While a fund may qualify as a tax-exempt mutual fund and be eligible to pass through its tax-exempt income to
its shareholders, the fund may also generate some taxable income. This taxable income may include distributions
of ordinary income such as from market discount, short-term capital gains, and/or long-term capital gains, all
of which would be subject to the same type of tax treatment discussed on previous pages; however, such
distributions generally will not be treated as qualified dividend income subject to reduced rates of taxation.
Dividends that are exempt from federal income tax may or may not be exempt under the laws of a particular state
or local authority. Generally, however, income from bonds issued by municipalities in a particular state is not
taxable in that state. However, some states permit pass-through of tax-exempt income only if a fund meets
certain threshold requirements with respect to the percentage of its assets invested in or exempt-interest
dividends derived from tax-exempt obligations of the state.

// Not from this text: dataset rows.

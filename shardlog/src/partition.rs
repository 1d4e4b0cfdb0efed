//! Partitions and the partition catalog.
//!
//! A partition is a time-bounded column family. Partitions are totally
//! ordered by id; their `min_ts` bounds are non-decreasing in id, so the
//! catalog can binary-search a timestamp to its partition. Shared mutable
//! state on a partition (timestamp ceiling, dirty accounting, lifecycle
//! flags) is atomics, so the catalog lock is only held for structural
//! changes.

use std::collections::BTreeMap;
use std::sync::atomic::{AtomicBool, AtomicI64, AtomicU64, Ordering};
use std::sync::Arc;

use common::FamilyHandle;
use parking_lot::RwLock;

use crate::model::PartitionId;

/// First partition id of a fresh shard. Leaves room below for partitions
/// prepended to hold records older than any existing partition.
pub(crate) const INITIAL_PARTITION_ID: PartitionId = 1_000_000;

/// One time-bounded partition.
pub(crate) struct Partition {
    id: PartitionId,
    family: FamilyHandle,
    /// Lower timestamp bound, fixed at creation.
    min_ts: i64,
    /// Highest record timestamp observed, advanced by writes.
    max_ts: AtomicI64,
    creation_time_ms: i64,
    prepended: bool,

    // Dirty/flush accounting.
    dirty: AtomicBool,
    /// Wall clock of the first write since the last flush; 0 when clean.
    first_dirtied_ms: AtomicI64,
    last_write_ms: AtomicI64,
    bytes_since_flush: AtomicU64,
    /// Wall clock of the last completed flush; 0 if never flushed.
    clean_since_ms: AtomicI64,
    /// The on-disk dirty marker exists.
    marker_on_disk: AtomicBool,
    /// A dirty marker from a previous process generation was found at open.
    recovered_dirty: AtomicBool,

    // Lifecycle.
    dropping: AtomicBool,
    /// Largest schedule age this partition was already compacted at, in
    /// seconds; 0 if never.
    compacted_up_to_secs: AtomicU64,
}

impl Partition {
    pub fn new(
        id: PartitionId,
        family: FamilyHandle,
        min_ts: i64,
        creation_time_ms: i64,
        prepended: bool,
    ) -> Self {
        Self {
            id,
            family,
            min_ts,
            max_ts: AtomicI64::new(min_ts),
            creation_time_ms,
            prepended,
            dirty: AtomicBool::new(false),
            first_dirtied_ms: AtomicI64::new(0),
            last_write_ms: AtomicI64::new(0),
            bytes_since_flush: AtomicU64::new(0),
            clean_since_ms: AtomicI64::new(0),
            marker_on_disk: AtomicBool::new(false),
            recovered_dirty: AtomicBool::new(false),
            dropping: AtomicBool::new(false),
            compacted_up_to_secs: AtomicU64::new(0),
        }
    }

    pub fn id(&self) -> PartitionId {
        self.id
    }

    pub fn family(&self) -> &FamilyHandle {
        &self.family
    }

    pub fn min_ts(&self) -> i64 {
        self.min_ts
    }

    pub fn max_ts(&self) -> i64 {
        self.max_ts.load(Ordering::Relaxed)
    }

    pub fn creation_time_ms(&self) -> i64 {
        self.creation_time_ms
    }

    pub fn is_prepended(&self) -> bool {
        self.prepended
    }

    pub fn is_dirty(&self) -> bool {
        self.dirty.load(Ordering::Acquire)
    }

    pub fn first_dirtied_ms(&self) -> i64 {
        self.first_dirtied_ms.load(Ordering::Relaxed)
    }

    pub fn last_write_ms(&self) -> i64 {
        self.last_write_ms.load(Ordering::Relaxed)
    }

    pub fn bytes_since_flush(&self) -> u64 {
        self.bytes_since_flush.load(Ordering::Relaxed)
    }

    pub fn clean_since_ms(&self) -> i64 {
        self.clean_since_ms.load(Ordering::Relaxed)
    }

    pub fn marker_on_disk(&self) -> bool {
        self.marker_on_disk.load(Ordering::Acquire)
    }

    pub fn set_marker_on_disk(&self, value: bool) {
        self.marker_on_disk.store(value, Ordering::Release);
    }

    pub fn recovered_dirty(&self) -> bool {
        self.recovered_dirty.load(Ordering::Relaxed)
    }

    pub fn set_recovered_dirty(&self) {
        self.recovered_dirty.store(true, Ordering::Relaxed);
    }

    pub fn is_dropping(&self) -> bool {
        self.dropping.load(Ordering::Acquire)
    }

    pub fn mark_dropping(&self) {
        self.dropping.store(true, Ordering::Release);
    }

    pub fn compacted_up_to_secs(&self) -> u64 {
        self.compacted_up_to_secs.load(Ordering::Relaxed)
    }

    pub fn set_compacted_up_to_secs(&self, secs: u64) {
        self.compacted_up_to_secs.fetch_max(secs, Ordering::Relaxed);
    }

    /// Raises the timestamp ceiling without touching dirty accounting,
    /// used when rebuilding catalog state at open.
    pub fn raise_max_ts(&self, ts: i64) {
        self.max_ts.fetch_max(ts, Ordering::Relaxed);
    }

    /// Records a committed write. Returns true if the partition was clean
    /// before, i.e. this write dirtied it.
    pub fn observe_write(&self, record_ts: i64, bytes: u64, now_ms: i64) -> bool {
        self.max_ts.fetch_max(record_ts, Ordering::Relaxed);
        self.last_write_ms.store(now_ms, Ordering::Relaxed);
        self.bytes_since_flush.fetch_add(bytes, Ordering::Relaxed);
        let was_clean = !self.dirty.swap(true, Ordering::AcqRel);
        if was_clean {
            self.first_dirtied_ms.store(now_ms, Ordering::Relaxed);
        }
        was_clean
    }

    /// Resets dirty accounting after a completed flush.
    pub fn mark_clean(&self, now_ms: i64) {
        self.dirty.store(false, Ordering::Release);
        self.first_dirtied_ms.store(0, Ordering::Relaxed);
        self.bytes_since_flush.store(0, Ordering::Relaxed);
        self.clean_since_ms.store(now_ms, Ordering::Relaxed);
    }

    pub fn age(&self, now_ms: i64) -> i64 {
        now_ms - self.creation_time_ms
    }
}

/// Ordered set of live partitions.
///
/// Readers resolve partitions under the shared lock; create/drop take the
/// exclusive lock only to mutate the maps, never across substrate calls.
pub(crate) struct PartitionCatalog {
    inner: RwLock<CatalogInner>,
    next_id: AtomicU64,
}

#[derive(Default)]
struct CatalogInner {
    by_id: BTreeMap<PartitionId, Arc<Partition>>,
    /// Secondary index for timestamp lookup; identical `min_ts` values are
    /// tie-broken by partition id.
    by_min_ts: BTreeMap<(i64, PartitionId), Arc<Partition>>,
}

impl PartitionCatalog {
    pub fn new() -> Self {
        Self {
            inner: RwLock::new(CatalogInner::default()),
            next_id: AtomicU64::new(INITIAL_PARTITION_ID),
        }
    }

    /// Next id for a fresh (appended) partition.
    pub fn allocate_id(&self) -> PartitionId {
        self.next_id.fetch_add(1, Ordering::SeqCst)
    }

    /// Id for a partition prepended below the current oldest. Returns
    /// `None` when there is no room left or no partition exists yet.
    pub fn allocate_prepend_id(&self) -> Option<PartitionId> {
        let inner = self.inner.read();
        let oldest = *inner.by_id.keys().next()?;
        oldest.checked_sub(1)
    }

    pub fn insert(&self, partition: Arc<Partition>) {
        let mut inner = self.inner.write();
        let id = partition.id();
        inner
            .by_min_ts
            .insert((partition.min_ts(), id), partition.clone());
        inner.by_id.insert(id, partition);
        // Keep the id allocator ahead of recovered partitions.
        self.next_id.fetch_max(id + 1, Ordering::SeqCst);
    }

    pub fn remove(&self, id: PartitionId) -> Option<Arc<Partition>> {
        let mut inner = self.inner.write();
        let partition = inner.by_id.remove(&id)?;
        inner.by_min_ts.remove(&(partition.min_ts(), id));
        Some(partition)
    }

    pub fn get(&self, id: PartitionId) -> Option<Arc<Partition>> {
        self.inner.read().by_id.get(&id).cloned()
    }

    pub fn latest(&self) -> Option<Arc<Partition>> {
        self.inner.read().by_id.values().next_back().cloned()
    }

    pub fn oldest(&self) -> Option<Arc<Partition>> {
        self.inner.read().by_id.values().next().cloned()
    }

    pub fn count(&self) -> usize {
        self.inner.read().by_id.len()
    }

    /// All partitions, oldest first.
    pub fn all(&self) -> Vec<Arc<Partition>> {
        self.inner.read().by_id.values().cloned().collect()
    }

    /// The partition whose time range covers `ts`: the highest-id partition
    /// with `min_ts <= ts`. Returns `None` when `ts` predates every
    /// partition.
    pub fn find_for_timestamp(&self, ts: i64) -> Option<Arc<Partition>> {
        let inner = self.inner.read();
        inner
            .by_min_ts
            .range(..=(ts, PartitionId::MAX))
            .next_back()
            .map(|(_, partition)| partition.clone())
    }

    /// The `n` newest partition ids.
    pub fn newest_ids(&self, n: usize) -> Vec<PartitionId> {
        let inner = self.inner.read();
        inner.by_id.keys().rev().take(n).copied().collect()
    }
}

impl Default for PartitionCatalog {
    fn default() -> Self {
        Self::new()
    }
}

We recommend that you consult your tax advisor
regarding laws in your state.
Exempt-interest dividends paid by a mutual fund (reported on your year-end fund statement and in box 10
(Exempt-interest income) of your 1099-DIV should be reported on line 2a (Tax-exempt interest) of Form 1040 and
are taken into account when determining the taxable portion of Social Security or railroad retirement benefits.
For 2019, a percentage of the income paid to shareholders in many Delaware Funds® by Macquarie
tax-free funds may be subject to the federal alternative minimum tax (AMT) that applies to some investors.

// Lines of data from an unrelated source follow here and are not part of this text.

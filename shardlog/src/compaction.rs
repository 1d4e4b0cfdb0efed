//! Compaction policy.
//!
//! Two kinds of work are decided here, both executed by the low-priority
//! maintenance loop:
//!
//! - **Partial compactions** merge contiguous ranges of small level-0
//!   files, which accumulate quickly during rebuilding. The picker is a
//!   pure function over the file listing so it can be tested exhaustively.
//! - **Scheduled full compactions** rewrite a whole partition once it
//!   reaches each configured age, reclaiming the space of records that
//!   retention has trimmed by then.
//!
//! Compaction reads are paced by a byte-rate limiter.

use std::time::Duration;

use common::L0FileInfo;

use crate::config::Settings;
use crate::partition::Partition;

/// Picks contiguous ranges of level-0 files worth merging.
///
/// A file is a candidate if it is at most `partial_compaction_max_file_size`
/// large; ranges must have at least `file_num_threshold` files, at most
/// `max_files`, and no single file may exceed `largest_file_share` of the
/// range's total size (ranges dominated by one file are split around it).
pub(crate) fn pick_partial_compactions(
    files: &[L0FileInfo],
    settings: &Settings,
) -> Vec<Vec<u64>> {
    let max_file_size = settings.partial_compaction_max_file_size();
    let mut picked = Vec::new();
    let mut run: Vec<L0FileInfo> = Vec::new();
    for file in files {
        if file.size_bytes <= max_file_size {
            run.push(*file);
        } else {
            pick_from_run(&run, settings, &mut picked);
            run.clear();
        }
    }
    pick_from_run(&run, settings, &mut picked);
    picked
}

fn pick_from_run(run: &[L0FileInfo], settings: &Settings, picked: &mut Vec<Vec<u64>>) {
    let threshold = settings.partition_partial_compaction_file_num_threshold.max(2);
    if run.len() < threshold {
        return;
    }

    let total: u64 = run.iter().map(|f| f.size_bytes).sum();
    let (largest_idx, largest) = run
        .iter()
        .enumerate()
        .max_by_key(|(_, f)| f.size_bytes)
        .map(|(idx, f)| (idx, f.size_bytes))
        .expect("run is non-empty");
    if run.len() > 1
        && largest as f64 > settings.partition_partial_compaction_largest_file_share * total as f64
    {
        pick_from_run(&run[..largest_idx], settings, picked);
        pick_from_run(&run[largest_idx + 1..], settings, picked);
        return;
    }

    let max_files = settings.partition_partial_compaction_max_files.max(2);
    for chunk in run.chunks(max_files) {
        if chunk.len() >= threshold {
            picked.push(chunk.iter().map(|f| f.id).collect());
        }
    }
}

/// Paces compaction IO: how long to pause after reading `bytes`.
#[derive(Debug, Clone, Copy)]
pub(crate) struct RateLimiter {
    bytes_per_sec: u64,
}

impl RateLimiter {
    pub fn new(bytes_per_sec: u64) -> Self {
        Self { bytes_per_sec }
    }

    pub fn pause_for(&self, bytes: u64) -> Duration {
        if self.bytes_per_sec == 0 {
            return Duration::ZERO;
        }
        Duration::from_secs_f64(bytes as f64 / self.bytes_per_sec as f64)
    }
}

/// The largest schedule age this partition is now due for, if any.
///
/// A partition is compacted once per schedule age: when its age passes
/// `d`, retention has trimmed every log with a backlog of up to `d` out of
/// it, so a rewrite reclaims their space.
pub(crate) fn due_compaction_age(
    partition: &Partition,
    ages: &[Duration],
    now_ms: i64,
) -> Option<Duration> {
    let partition_age_ms = partition.age(now_ms);
    ages.iter()
        .filter(|age| {
            partition_age_ms >= age.as_millis() as i64
                && age.as_secs() > partition.compacted_up_to_secs()
        })
        .max()
        .copied()
}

Please see the applicable Fund's prospectus for more information. Your tax advisor can provide more information
on the AMT and determine whether this tax applies to you.
Interest on debt incurred by a shareholder to acquire, or to carry, an investment in a tax-exempt mutual fund
generally will be nondeductible for federal income tax purposes. There is also a special rule that if a
shareholder has held shares in a tax-exempt fund for six months or less and sustains a loss on the sale or
redemption of the shares, the loss will be disallowed to the extent of the amount of the tax-exempt dividends
received. However, this rule generally will not apply for losses incurred on shares of a tax-exempt fund that
declares exempt interest dividends daily in an amount equal to at least 90% of its net tax-exempt interest and
distributes them at least monthly and for which the taxpayer’s holding period began after Dec. 22, 2010.

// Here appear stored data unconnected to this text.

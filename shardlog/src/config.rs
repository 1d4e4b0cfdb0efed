//! Engine configuration.
//!
//! [`Settings`] carries every tuning knob of the shard engine; defaults
//! match the production tuning of the system this engine is modelled on.
//! Substrate-level knobs (block sizes, caches, compression) live in
//! `common::kv::settings` and are passed through unchanged.

use std::collections::HashMap;
use std::str::FromStr;
use std::time::Duration;

use crate::error::Error;
use crate::model::LogId;

/// When to run full compactions of a partition.
#[derive(Debug, Clone, PartialEq, Eq, Default)]
pub enum CompactionSchedule {
    /// Compact at each distinct backlog duration found in the logs config.
    #[default]
    Auto,
    /// Never run scheduled full compactions.
    Disabled,
    /// Compact when the partition reaches each of these ages, ascending.
    Ages(Vec<Duration>),
}

impl CompactionSchedule {
    /// Resolves the schedule to a sorted list of ages.
    pub fn resolve(&self, backlogs: &[Duration]) -> Vec<Duration> {
        let mut ages = match self {
            CompactionSchedule::Auto => backlogs.to_vec(),
            CompactionSchedule::Disabled => Vec::new(),
            CompactionSchedule::Ages(ages) => ages.clone(),
        };
        ages.sort();
        ages.dedup();
        ages
    }
}

impl FromStr for CompactionSchedule {
    type Err = Error;

    fn from_str(value: &str) -> Result<Self, Error> {
        match value.trim() {
            "auto" => Ok(CompactionSchedule::Auto),
            "disabled" => Ok(CompactionSchedule::Disabled),
            list => {
                let mut ages = Vec::new();
                for part in list.split(',') {
                    ages.push(parse_duration(part.trim())?);
                }
                if ages.is_empty() {
                    return Err(Error::Protocol("empty compaction schedule".to_string()));
                }
                ages.sort();
                Ok(CompactionSchedule::Ages(ages))
            }
        }
    }
}

/// Parses durations of the form `30s`, `15min`, `1h`, `7d`, `100ms`.
pub fn parse_duration(value: &str) -> Result<Duration, Error> {
    let value = value.trim();
    let split = value
        .find(|c: char| !c.is_ascii_digit())
        .ok_or_else(|| Error::Protocol(format!("duration '{}' has no unit", value)))?;
    let (digits, unit) = value.split_at(split);
    let amount: u64 = digits
        .parse()
        .map_err(|_| Error::Protocol(format!("invalid duration '{}'", value)))?;
    let ms = match unit {
        "ms" => amount,
        "s" => amount * 1000,
        "min" => amount * 60 * 1000,
        "h" => amount * 60 * 60 * 1000,
        "d" => amount * 24 * 60 * 60 * 1000,
        _ => return Err(Error::Protocol(format!("unknown duration unit '{}'", unit))),
    };
    Ok(Duration::from_millis(ms))
}

/// All engine-level tuning knobs.
///
/// Durations of zero mean "disabled" for the limits that document it.
#[derive(Debug, Clone)]
pub struct Settings {
    // Partition lifecycle.
    /// Create a new partition when the latest one becomes this old.
    /// Zero means never.
    pub partition_duration: Duration,
    /// Create a new partition when the latest one has this many level-0
    /// files. Zero means never.
    pub partition_file_limit: u64,
    /// Create a new partition when the latest one holds this many bytes.
    /// Zero means never.
    pub partition_size_limit: u64,
    /// Above this partition count the duration trigger is tripled and the
    /// file trigger ignored; prepends are refused.
    pub partition_count_soft_limit: usize,
    /// Slack allowed on partition timestamp bounds; also the findTime
    /// index bucket width.
    pub timestamp_granularity: Duration,
    /// New partitions start this far in the future, so slightly-ahead
    /// timestamps still land in them.
    pub new_partition_timestamp_margin: Duration,
    pub partition_hi_pri_check_period: Duration,
    pub partition_lo_pri_check_period: Duration,
    /// Prepended partitions are kept at least this long.
    pub prepended_partition_min_lifetime: Duration,

    // Flush scheduling.
    pub min_manual_flush_interval: Duration,
    /// Flush when the oldest unflushed write is this old.
    pub partition_data_age_flush_trigger: Duration,
    /// Flush when a dirty partition has seen no writes for this long.
    pub partition_idle_flush_trigger: Duration,
    /// Flush when this many bytes are buffered in one partition.
    /// Zero disables the trigger.
    pub bytes_written_since_flush_trigger: u64,
    /// Node-wide memtable budget; the oldest-dirtied partition is flushed
    /// when exceeded.
    pub memtable_size_per_node: u64,
    /// After a flush, writes within this window re-dirty the partition
    /// without rewriting its dirty marker.
    pub redirty_grace_period: Duration,
    /// Defer WAL syncs to a dedicated background task instead of syncing
    /// on every store.
    pub background_wal_sync: bool,

    // Compaction.
    pub partition_compactions_enabled: bool,
    pub partition_compaction_schedule: CompactionSchedule,
    /// Compact the metadata family at least this often when it has more
    /// than one file.
    pub metadata_compaction_period: Duration,
    /// Uncompressed read rate allowed per compaction. Zero means unlimited.
    pub compaction_ratelimit_bytes_per_sec: u64,
    /// Delete rate for obsolete files. Zero means unlimited.
    pub sst_delete_bytes_per_sec: u64,
    pub partition_partial_compaction_file_num_threshold: usize,
    pub partition_partial_compaction_max_files: usize,
    pub partition_partial_compaction_file_size_threshold: u64,
    /// Largest file size admitted into a partial compaction; zero means
    /// twice the size threshold.
    pub partition_partial_compaction_max_file_size: u64,
    /// No single file may exceed this share of a picked range's total.
    pub partition_partial_compaction_largest_file_share: f64,
    pub partition_partial_compaction_max_num_per_loop: usize,
    /// Rebuilding stores stall while this many partial compactions are
    /// outstanding.
    pub partition_partial_compaction_stall_trigger: usize,

    // Directory.
    pub num_metadata_locks: usize,
    pub directory_consistency_check_period: Duration,

    // Retention.
    /// Free-space fraction below which the shard reports fullness.
    /// Zero disables the monitor.
    pub free_disk_space_threshold_low: f64,
    /// Advance trim points locally under disk pressure.
    pub sbr_force: bool,
    /// Delay before records of unconfigured logs become trimmable.
    pub unconfigured_log_trimming_grace_period: Duration,

    // Reads.
    pub use_copyset_index: bool,
    pub read_find_time_index: bool,
    pub disable_iterate_upper_bound: bool,

    // Safety.
    pub verify_checksum_during_store: bool,
    pub read_only: bool,
    pub auto_create_shards: bool,
}

impl Default for Settings {
    fn default() -> Self {
        Self {
            partition_duration: Duration::from_secs(15 * 60),
            partition_file_limit: 200,
            partition_size_limit: 6 * 1024 * 1024 * 1024,
            partition_count_soft_limit: 2000,
            timestamp_granularity: Duration::from_secs(5),
            new_partition_timestamp_margin: Duration::from_secs(10),
            partition_hi_pri_check_period: Duration::from_secs(2),
            partition_lo_pri_check_period: Duration::from_secs(30),
            prepended_partition_min_lifetime: Duration::from_secs(300),
            min_manual_flush_interval: Duration::from_secs(120),
            partition_data_age_flush_trigger: Duration::from_secs(600),
            partition_idle_flush_trigger: Duration::from_secs(300),
            bytes_written_since_flush_trigger: 0,
            memtable_size_per_node: 10 * 1024 * 1024 * 1024,
            redirty_grace_period: Duration::from_secs(5),
            background_wal_sync: true,
            partition_compactions_enabled: true,
            partition_compaction_schedule: CompactionSchedule::Auto,
            metadata_compaction_period: Duration::from_secs(60 * 60),
            compaction_ratelimit_bytes_per_sec: 30 * 1024 * 1024,
            sst_delete_bytes_per_sec: 0,
            partition_partial_compaction_file_num_threshold: 10,
            partition_partial_compaction_max_files: 100,
            partition_partial_compaction_file_size_threshold: 50_000_000,
            partition_partial_compaction_max_file_size: 0,
            partition_partial_compaction_largest_file_share: 0.7,
            partition_partial_compaction_max_num_per_loop: 4,
            partition_partial_compaction_stall_trigger: 50,
            num_metadata_locks: 256,
            directory_consistency_check_period: Duration::from_secs(5 * 60),
            free_disk_space_threshold_low: 0.0,
            sbr_force: false,
            unconfigured_log_trimming_grace_period: Duration::from_secs(4 * 24 * 60 * 60),
            use_copyset_index: true,
            read_find_time_index: false,
            disable_iterate_upper_bound: false,
            verify_checksum_during_store: true,
            read_only: false,
            auto_create_shards: false,
        }
    }
}

impl Settings {
    /// FindTime bucket for a timestamp.
    pub fn ts_bucket(&self, timestamp_ms: i64) -> u64 {
        let granularity = self.timestamp_granularity.as_millis().max(1) as i64;
        (timestamp_ms.max(0) / granularity) as u64
    }

    /// Effective cap on file sizes admitted into partial compactions.
    pub fn partial_compaction_max_file_size(&self) -> u64 {
        if self.partition_partial_compaction_max_file_size == 0 {
            2 * self.partition_partial_compaction_file_size_threshold
        } else {
            self.partition_partial_compaction_max_file_size
        }
    }
}

/// Attributes of one configured log, as seen by this shard.
#[derive(Debug, Clone, Copy, PartialEq, Eq, Default)]
pub struct LogAttributes {
    /// Retention: records older than this may be trimmed. `None` keeps
    /// records until an explicit trim.
    pub backlog: Option<Duration>,
}

/// Read-only view of the logs configuration.
///
/// Distributed by a higher layer; the engine only consults it for
/// retention and for detecting unconfigured logs.
pub trait LogsConfig: Send + Sync {
    fn attributes(&self, log_id: LogId) -> Option<LogAttributes>;

    /// Distinct backlog durations across all configured logs, used by the
    /// `auto` compaction schedule.
    fn backlog_durations(&self) -> Vec<Duration>;
}

/// Immutable in-memory logs configuration.
#[derive(Debug, Clone, Default)]
pub struct StaticLogsConfig {
    logs: HashMap<LogId, LogAttributes>,
}

impl StaticLogsConfig {
    pub fn new() -> Self {
        Self::default()
    }

    pub fn with_log(mut self, log_id: LogId, attributes: LogAttributes) -> Self {
        self.logs.insert(log_id, attributes);
        self
    }
}

impl LogsConfig for StaticLogsConfig {
    fn attributes(&self, log_id: LogId) -> Option<LogAttributes> {
        self.logs.get(&log_id).copied()
    }

    fn backlog_durations(&self) -> Vec<Duration> {
        let mut durations: Vec<Duration> =
            self.logs.values().filter_map(|attrs| attrs.backlog).collect();
        durations.sort();
        durations.dedup();
        durations
    }
}

#[cfg(test)]
mod tests {
    use super::*;

    #[test]
    fn should_parse_duration_units() {
        assert_eq!(parse_duration("100ms").unwrap(), Duration::from_millis(100));
        assert_eq!(parse_duration("30s").unwrap(), Duration::from_secs(30));
        assert_eq!(parse_duration("15min").unwrap(), Duration::from_secs(900));
        assert_eq!(parse_duration("1h").unwrap(), Duration::from_secs(3600));
        assert_eq!(parse_duration("7d").unwrap(), Duration::from_secs(604_800));
    }

    #[test]
    fn should_reject_malformed_durations() {
        assert!(parse_duration("").is_err());
        assert!(parse_duration("10").is_err());
        assert!(parse_duration("x5s").is_err());
        assert!(parse_duration("5weeks").is_err());
    }

    #[test]
    fn should_parse_auto_and_disabled_schedules() {
        assert_eq!(
            "auto".parse::<CompactionSchedule>().unwrap(),
            CompactionSchedule::Auto
        );
        assert_eq!(
            "disabled".parse::<CompactionSchedule>().unwrap(),
            CompactionSchedule::Disabled
        );
    }

    #[test]
    fn should_parse_age_list_schedule_sorted() {
        // given
        let schedule: CompactionSchedule = "7d, 3d".parse().unwrap();

        // then
        assert_eq!(
            schedule,
            CompactionSchedule::Ages(vec![
                Duration::from_secs(3 * 24 * 3600),
                Duration::from_secs(7 * 24 * 3600)
            ])
        );
    }

    #[test]
    fn should_resolve_auto_schedule_from_backlogs() {
        // given
        let backlogs = vec![
            Duration::from_secs(7200),
            Duration::from_secs(3600),
            Duration::from_secs(7200),
        ];

        // when
        let ages = CompactionSchedule::Auto.resolve(&backlogs);

        // then - sorted and deduplicated
        assert_eq!(
            ages,
            vec![Duration::from_secs(3600), Duration::from_secs(7200)]
        );
        assert!(CompactionSchedule::Disabled.resolve(&backlogs).is_empty());
    }

    #[test]
    fn should_default_durability_and_safety_knobs_on() {
        // given/when
        let settings = Settings::default();

        // then - stores verify flagged checksums, and WAL syncs are
        // deferred to the dedicated background task
        assert!(settings.verify_checksum_during_store);
        assert!(settings.background_wal_sync);
        assert!(!settings.read_only);
        assert!(!settings.auto_create_shards);
    }

    #[test]
    fn should_bucket_timestamps_by_granularity() {
        // given
        let settings = Settings::default();

        // then - 5s buckets
        assert_eq!(settings.ts_bucket(0), 0);
        assert_eq!(settings.ts_bucket(4_999), 0);
        assert_eq!(settings.ts_bucket(5_000), 1);
        assert_eq!(settings.ts_bucket(12_500), 2);
    }

    #[test]
    fn should_derive_partial_compaction_max_file_size() {
        // given
        let mut settings = Settings::default();

        // then - zero means twice the threshold
        assert_eq!(settings.partial_compaction_max_file_size(), 100_000_000);

        settings.partition_partial_compaction_max_file_size = 1;
        assert_eq!(settings.partial_compaction_max_file_size(), 1);
    }

    #[test]
    fn should_collect_distinct_backlogs_from_static_config() {
        // given
        let config = StaticLogsConfig::new()
            .with_log(
                1,
                LogAttributes {
                    backlog: Some(Duration::from_secs(60)),
                },
            )
            .with_log(
                2,
                LogAttributes {
                    backlog: Some(Duration::from_secs(60)),
                },
            )
            .with_log(3, LogAttributes { backlog: None });

        // when/then
        assert_eq!(config.backlog_durations(), vec![Duration::from_secs(60)]);
        assert!(config.attributes(1).is_some());
        assert!(config.attributes(99).is_none());
    }
}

In certain circumstances, interest on a tax-exempt security, as well as fund distributions derived from the
interest, could become taxable. In such a case, the fund may be required to send you an amended Form 1099 in
order to report additional taxable income that could require you to file amended federal, state, and local
income tax returns for such prior year to report and pay tax and interest on your pro rata share of the
additional amount of taxable income.
AMT exemption amounts for 2019
For 2019, individual alternative minimum tax exemption amounts are as follows:
$71,700 for unmarried taxpayers and head of household (not surviving spouse)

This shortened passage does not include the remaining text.